## ASSIGNMENT
Each line from the beginning of the data below through the line containing "fn failing_server() ->" should be repeated exactly, please.

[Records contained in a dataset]
################
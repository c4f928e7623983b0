//! Malformed input, unknown methods and handler failures.

use parley_lsp::{RequestContext, Server, ServerOptions};
use parley_types::{ErrorCode, ResponseError};
use serde_json::{Value, json};

use crate::common::{RawPipe, TestClient, error_code};

fn failing_server() -> Server {
    Server::builder(ServerOptions::default())
        .request("test/fail", |_params: Value, _cx: RequestContext| async move {
            Err::<Value, _>(
                ResponseError::new(ErrorCode::ContentModified, "stale")
                    .with_data(json!({"retry": true})),
            )
        })
        .request("test/typed", |params: Value, _cx: RequestContext| async move {
            let n: u32 = parley_lsp::parse_params(params)?;
            Ok::<_, ResponseError>(json!(n + 1))
        })
        .build()
}

#[tokio::test]
async fn unknown_request_is_method_not_found() {
    let mut client = TestClient::default_server();
    client.initialize(json!({})).await;
    let reply = client.request("textDocument/hover", json!({})).await;
    assert_eq!(error_code(&reply), -32601);
    assert_eq!(reply["error"]["message"], "Method not found: textDocument/hover");

    let reply = client.request("$/custom", json!({})).await;
    assert_eq!(error_code(&reply), -32601);
}

#[tokio::test]
async fn malformed_json_gets_parse_error_with_null_id() {
    let mut client = TestClient::default_server();
    client.send_raw(b"{\"jsonrpc\": \"2.0\", \"id\": 1,").await;
    let reply = client.recv().await;
    assert_eq!(reply["id"], Value::Null);
    assert_eq!(error_code(&reply), -32700);
}

#[tokio::test]
async fn request_shaped_bad_envelope_gets_parse_error() {
    let mut client = TestClient::default_server();
    client
        .send(json!({"jsonrpc": "1.0", "id": 4, "method": "initialize"}))
        .await;
    let reply = client.recv().await;
    assert_eq!(reply["id"], Value::Null);
    assert_eq!(error_code(&reply), -32700);
}

#[tokio::test]
async fn other_bad_envelopes_are_dropped() {
    let mut client = TestClient::default_server();
    client.send(json!({"jsonrpc": "2.0", "foo": 1})).await;
    client.send(json!([1, 2, 3])).await;
    client.notify("some/unknownNotification", json!({})).await;

    // The next thing on the wire is the reply to this request.
    let id = client.send_request("test/anything", json!({})).await;
    let reply = client.recv().await;
    assert_eq!(reply["id"], id);
    assert_eq!(error_code(&reply), -32002);
}

#[tokio::test]
async fn handler_errors_keep_code_and_data() {
    let mut client = TestClient::start(failing_server());
    client.initialize(json!({})).await;

    let reply = client.request("test/fail", Value::Null).await;
    assert_eq!(error_code(&reply), -32801);
    assert_eq!(reply["error"]["data"], json!({"retry": true}));

    let reply = client.request("test/typed", json!("nope")).await;
    assert_eq!(error_code(&reply), -32602);
    let reply = client.request("test/typed", json!(41)).await;
    assert_eq!(reply["result"], 42);
}

#[tokio::test]
async fn response_for_unknown_id_is_ignored() {
    let mut client = TestClient::default_server();
    client.initialize(json!({})).await;
    client
        .send(json!({"jsonrpc": "2.0", "id": 999, "result": null}))
        .await;
    let reply = client.request("shutdown", Value::Null).await;
    assert_eq!(reply["result"], Value::Null);
}

#[tokio::test]
async fn oversized_frame_is_fatal() {
    let server = Server::builder(ServerOptions {
        max_frame_bytes: 16,
        ..ServerOptions::default()
    })
    .build();
    let mut pipe = RawPipe::start(server);
    pipe.write(b"Content-Length: 1000\r\n\r\n").await;
    let outcome = pipe.task.await.unwrap();
    assert!(outcome.is_err());
}

#[tokio::test]
async fn header_case_and_extra_headers_are_tolerated() {
    let mut pipe = RawPipe::start(Server::builder(ServerOptions::default()).build());
    let body = br#"{"jsonrpc":"2.0","id":"a","method":"shutdown"}"#;
    let frame = format!(
        "content-length: {}\r\nContent-Type: application/vscode-jsonrpc; charset=utf-8\r\n\r\n",
        body.len()
    );
    pipe.write(frame.as_bytes()).await;
    pipe.write(body).await;

    let reply = pipe.output.read_frame().await.unwrap().unwrap();
    let reply: Value = serde_json::from_slice(&reply).unwrap();
    assert_eq!(reply["id"], "a");
    assert_eq!(error_code(&reply), -32002);
}
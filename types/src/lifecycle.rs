//! Lifecycle, trace, registration and window payloads.

use serde::{Deserialize, Serialize};
use serde_json::{Map, Value};

use crate::capabilities::{ClientCapabilities, ServerCapabilities};
use crate::ids::RequestId;
use crate::text::{DocumentUri, Range};

#[derive(Debug, Clone, PartialEq, Eq, Serialize, Deserialize)]
pub struct ClientInfo {
    pub name: String,
    #[serde(default, skip_serializing_if = "Option::is_none")]
    pub version: Option<String>,
}

#[derive(Debug, Clone, PartialEq, Eq, Serialize, Deserialize)]
pub struct ServerInfo {
    pub name: String,
    #[serde(default, skip_serializing_if = "Option::is_none")]
    pub version: Option<String>,
}

#[derive(Debug, Clone, PartialEq, Eq, Serialize, Deserialize)]
pub struct WorkspaceFolder {
    pub uri: DocumentUri,
    pub name: String,
}

/// Verbosity of `$/logTrace` output.
#[derive(Debug, Clone, Copy, Default, PartialEq, Eq, PartialOrd, Ord, Serialize, Deserialize)]
#[serde(rename_all = "lowercase")]
pub enum TraceValue {
    #[default]
    Off,
    Messages,
    Verbose,
}

#[derive(Debug, Clone, Default, PartialEq, Serialize, Deserialize)]
#[serde(rename_all = "camelCase")]
pub struct InitializeParams {
    /// `null` when the client was not started by another process.
    #[serde(default)]
    pub process_id: Option<i64>,
    #[serde(default, skip_serializing_if = "Option::is_none")]
    pub client_info: Option<ClientInfo>,
    #[serde(default, skip_serializing_if = "Option::is_none")]
    pub locale: Option<String>,
    #[serde(default)]
    pub root_uri: Option<DocumentUri>,
    #[serde(default, skip_serializing_if = "Option::is_none")]
    pub initialization_options: Option<Value>,
    #[serde(default)]
    pub capabilities: ClientCapabilities,
    #[serde(default, skip_serializing_if = "Option::is_none")]
    pub trace: Option<TraceValue>,
    #[serde(default, skip_serializing_if = "Option::is_none")]
    pub workspace_folders: Option<Vec<WorkspaceFolder>>,
}

#[derive(Debug, Clone, Default, PartialEq, Serialize, Deserialize)]
#[serde(rename_all = "camelCase")]
pub struct InitializeResult {
    pub capabilities: ServerCapabilities,
    #[serde(default, skip_serializing_if = "Option::is_none")]
    pub server_info: Option<ServerInfo>,
}

#[derive(Debug, Clone, PartialEq, Eq, Serialize, Deserialize)]
pub struct CancelParams {
    pub id: RequestId,
}

#[derive(Debug, Clone, Copy, PartialEq, Eq, Serialize, Deserialize)]
pub struct SetTraceParams {
    pub value: TraceValue,
}

#[derive(Debug, Clone, PartialEq, Eq, Serialize, Deserialize)]
pub struct LogTraceParams {
    pub message: String,
    #[serde(default, skip_serializing_if = "Option::is_none")]
    pub verbose: Option<String>,
}

#[derive(Debug, Clone, PartialEq, Serialize, Deserialize)]
#[serde(rename_all = "camelCase")]
pub struct Registration {
    pub id: String,
    pub method: String,
    #[serde(default, skip_serializing_if = "Option::is_none")]
    pub register_options: Option<Value>,
}

#[derive(Debug, Clone, PartialEq, Serialize, Deserialize)]
pub struct RegistrationParams {
    pub registrations: Vec<Registration>,
}

#[derive(Debug, Clone, PartialEq, Eq, Serialize, Deserialize)]
pub struct Unregistration {
    pub id: String,
    pub method: String,
}

#[derive(Debug, Clone, PartialEq, Eq, Serialize, Deserialize)]
pub struct UnregistrationParams {
    /// The wire name keeps the protocol's historical misspelling.
    #[serde(rename = "unregisterations")]
    pub unregistrations: Vec<Unregistration>,
}

#[derive(Debug, Clone, Copy, PartialEq, Eq, Serialize, Deserialize)]
#[serde(try_from = "u8", into = "u8")]
pub enum MessageType {
    Error,
    Warning,
    Info,
    Log,
    Debug,
}

impl TryFrom<u8> for MessageType {
    type Error = String;

    fn try_from(value: u8) -> Result<Self, String> {
        match value {
            1 => Ok(Self::Error),
            2 => Ok(Self::Warning),
            3 => Ok(Self::Info),
            4 => Ok(Self::Log),
            5 => Ok(Self::Debug),
            other => Err(format!("unknown message type {other}")),
        }
    }
}

impl From<MessageType> for u8 {
    fn from(value: MessageType) -> Self {
        match value {
            MessageType::Error => 1,
            MessageType::Warning => 2,
            MessageType::Info => 3,
            MessageType::Log => 4,
            MessageType::Debug => 5,
        }
    }
}

#[derive(Debug, Clone, PartialEq, Eq, Serialize, Deserialize)]
pub struct LogMessageParams {
    #[serde(rename = "type")]
    pub typ: MessageType,
    pub message: String,
}

#[derive(Debug, Clone, PartialEq, Eq, Serialize, Deserialize)]
pub struct ShowMessageParams {
    #[serde(rename = "type")]
    pub typ: MessageType,
    pub message: String,
}

/// A diagnostic; fields the engine does not read are carried in `extra`.
#[derive(Debug, Clone, PartialEq, Serialize, Deserialize)]
pub struct Diagnostic {
    pub range: Range,
    #[serde(default, skip_serializing_if = "Option::is_none")]
    pub severity: Option<u8>,
    #[serde(default, skip_serializing_if = "Option::is_none")]
    pub source: Option<String>,
    pub message: String,
    #[serde(flatten)]
    pub extra: Map<String, Value>,
}

#[derive(Debug, Clone, PartialEq, Serialize, Deserialize)]
pub struct PublishDiagnosticsParams {
    pub uri: DocumentUri,
    #[serde(default, skip_serializing_if = "Option::is_none")]
    pub version: Option<i32>,
    pub diagnostics: Vec<Diagnostic>,
}
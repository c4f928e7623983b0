//! `$/progress` payloads.

use serde::{Deserialize, Serialize};
use serde_json::Value;

use crate::ids::ProgressToken;

#[derive(Debug, Clone, PartialEq, Eq, Serialize, Deserialize)]
pub struct WorkDoneProgressBegin {
    pub title: String,
    #[serde(default, skip_serializing_if = "Option::is_none")]
    pub cancellable: Option<bool>,
    #[serde(default, skip_serializing_if = "Option::is_none")]
    pub message: Option<String>,
    /// 0..=100
    #[serde(default, skip_serializing_if = "Option::is_none")]
    pub percentage: Option<u32>,
}

#[derive(Debug, Clone, Default, PartialEq, Eq, Serialize, Deserialize)]
pub struct WorkDoneProgressReport {
    #[serde(default, skip_serializing_if = "Option::is_none")]
    pub cancellable: Option<bool>,
    #[serde(default, skip_serializing_if = "Option::is_none")]
    pub message: Option<String>,
    #[serde(default, skip_serializing_if = "Option::is_none")]
    pub percentage: Option<u32>,
}

#[derive(Debug, Clone, Default, PartialEq, Eq, Serialize, Deserialize)]
pub struct WorkDoneProgressEnd {
    #[serde(default, skip_serializing_if = "Option::is_none")]
    pub message: Option<String>,
}

#[derive(Debug, Clone, PartialEq, Eq, Serialize, Deserialize)]
#[serde(tag = "kind", rename_all = "lowercase")]
pub enum WorkDoneProgress {
    Begin(WorkDoneProgressBegin),
    Report(WorkDoneProgressReport),
    End(WorkDoneProgressEnd),
}

/// Params of `$/progress`. `value` is a `WorkDoneProgress` for work-done
/// streams and a partial result for partial-result streams.
#[derive(Debug, Clone, PartialEq, Serialize, Deserialize)]
pub struct ProgressParams {
    pub token: ProgressToken,
    pub value: Value,
}

#[derive(Debug, Clone, PartialEq, Eq, Serialize, Deserialize)]
pub struct WorkDoneProgressCreateParams {
    pub token: ProgressToken,
}

#[derive(Debug, Clone, Default, PartialEq, Eq, Serialize, Deserialize)]
#[serde(rename_all = "camelCase")]
pub struct WorkDoneProgressParams {
    #[serde(default, skip_serializing_if = "Option::is_none")]
    pub work_done_token: Option<ProgressToken>,
}

#[derive(Debug, Clone, Default, PartialEq, Eq, Serialize, Deserialize)]
#[serde(rename_all = "camelCase")]
pub struct PartialResultParams {
    #[serde(default, skip_serializing_if = "Option::is_none")]
    pub partial_result_token: Option<ProgressToken>,
}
################
## SOLUTION FOR THIS EXERCISE
repository c4f928e7623983b0
//! Malformed input, unknown methods and handler failures.

use parley_lsp::{RequestContext, Server, ServerOptions};
use parley_types::{ErrorCode, ResponseError};
use serde_json::{Value, json};

use crate::common::{RawPipe, TestClient, error_code};

fn failing_server() -> Server {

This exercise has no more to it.